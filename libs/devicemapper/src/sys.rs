/*
 * Copyright (C) 2023 The Android Open Source Project
 *
 * Licensed under the Apache License, Version 2.0 (the "License");
 * you may not use this file except in compliance with the License.
 * You may obtain a copy of the License at
 *
 *      http://www.apache.org/licenses/LICENSE-2.0
 *
 * Unless required by applicable law or agreed to in writing, software
 * distributed under the License is distributed on an "AS IS" BASIS,
 * WITHOUT WARRANTIES OR CONDITIONS OF ANY KIND, either express or implied.
 * See the License for the specific language governing permissions and
 * limitations under the License.
 */

// Kernel UAPI for the device mapper, from include/uapi/linux/dm-ioctl.h.

use bitflags::bitflags;
use zerocopy::{AsBytes, FromBytes};

pub const DM_IOCTL: u8 = 0xfd;

pub const DM_VERSION_MAJOR: u32 = 4;
pub const DM_VERSION_MINOR: u32 = 0;
pub const DM_VERSION_PATCHLEVEL: u32 = 0;

pub const DM_NAME_LEN: usize = 128;
pub const DM_UUID_LEN: usize = 129;
pub const DM_MAX_TYPE_NAME: usize = 16;

// Ioctl command sequence numbers. Only the commands used for creating a
// device are listed.
#[allow(non_camel_case_types)]
#[allow(dead_code)]
#[repr(u32)]
pub enum Cmd {
    DM_VERSION = 0,
    DM_REMOVE_ALL,
    DM_LIST_DEVICES,
    DM_DEV_CREATE,
    DM_DEV_REMOVE,
    DM_DEV_RENAME,
    DM_DEV_SUSPEND,
    DM_DEV_STATUS,
    DM_DEV_WAIT,
    DM_TABLE_LOAD,
}

// `struct dm_ioctl` is the fixed header of every device mapper ioctl. The
// command payload, if any, follows it at `data_start`.
#[repr(C)]
#[derive(Copy, Clone, AsBytes, FromBytes)]
pub struct DmIoctl {
    pub version: [u32; 3],
    pub data_size: u32,
    pub data_start: u32,
    pub target_count: u32,
    pub open_count: i32,
    pub flags: u32,
    pub event_nr: u32,
    pub padding: u32,
    pub dev: u64,
    pub name: [u8; DM_NAME_LEN],
    pub uuid: [u8; DM_UUID_LEN],
    pub data: [u8; 7],
}

bitflags! {
    pub struct Flag: u32 {
        const DM_READONLY_FLAG = 1 << 0;
    }
}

* _About this exercise_: The answer is the data above, retyped exactly in full.

* _Final answer_:
filename libs/devicemapper/src/sys.rs
/*
 * Copyright (C) 2023 The Android Open Source Project
 *
 * Licensed under the Apache License, Version 2.0 (the "License");
 * you may not use this file except in compliance with the License.
 * You may obtain a copy of the License at
 *
 *      http://www.apache.org/licenses/LICENSE-2.0
 *
 * Unless required by applicable law or agreed to in writing, software
 * distributed under the License is distributed on an "AS IS" BASIS,
 * WITHOUT WARRANTIES OR CONDITIONS OF ANY KIND, either express or implied.
 * See the License for the specific language governing permissions and
 * limitations under the License.
 */

// Kernel UAPI for the device mapper, from include/uapi/linux/dm-ioctl.h.

use bitflags::bitflags;
use zerocopy::{AsBytes, FromBytes};

pub const DM_IOCTL: u8 = 0xfd;

pub const DM_VERSION_MAJOR: u32 = 4;
pub const DM_VERSION_MINOR: u32 = 0;
pub const DM_VERSION_PATCHLEVEL: u32 = 0;

pub const DM_NAME_LEN: usize = 128;
pub const DM_UUID_LEN: usize = 129;
pub const DM_MAX_TYPE_NAME: usize = 16;

// Ioctl command sequence numbers. Only the commands used for creating a
// device are listed.
#[allow(non_camel_case_types)]
#[allow(dead_code)]
#[repr(u32)]
pub enum Cmd {
    DM_VERSION = 0,
    DM_REMOVE_ALL,
    DM_LIST_DEVICES,
    DM_DEV_CREATE,
    DM_DEV_REMOVE,
    DM_DEV_RENAME,
    DM_DEV_SUSPEND,
    DM_DEV_STATUS,
    DM_DEV_WAIT,
    DM_TABLE_LOAD,
}

// `struct dm_ioctl` is the fixed header of every device mapper ioctl. The
// command payload, if any, follows it at `data_start`.
#[repr(C)]
#[derive(Copy, Clone, AsBytes, FromBytes)]
pub struct DmIoctl {
    pub version: [u32; 3],
    pub data_size: u32,
    pub data_start: u32,
    pub target_count: u32,
    pub open_count: i32,
    pub flags: u32,
    pub event_nr: u32,
    pub padding: u32,
    pub dev: u64,
    pub name: [u8; DM_NAME_LEN],
    pub uuid: [u8; DM_UUID_LEN],
    pub data: [u8; 7],
}

bitflags! {
    pub struct Flag: u32 {
        const DM_READONLY_FLAG = 1 << 0;
    }
}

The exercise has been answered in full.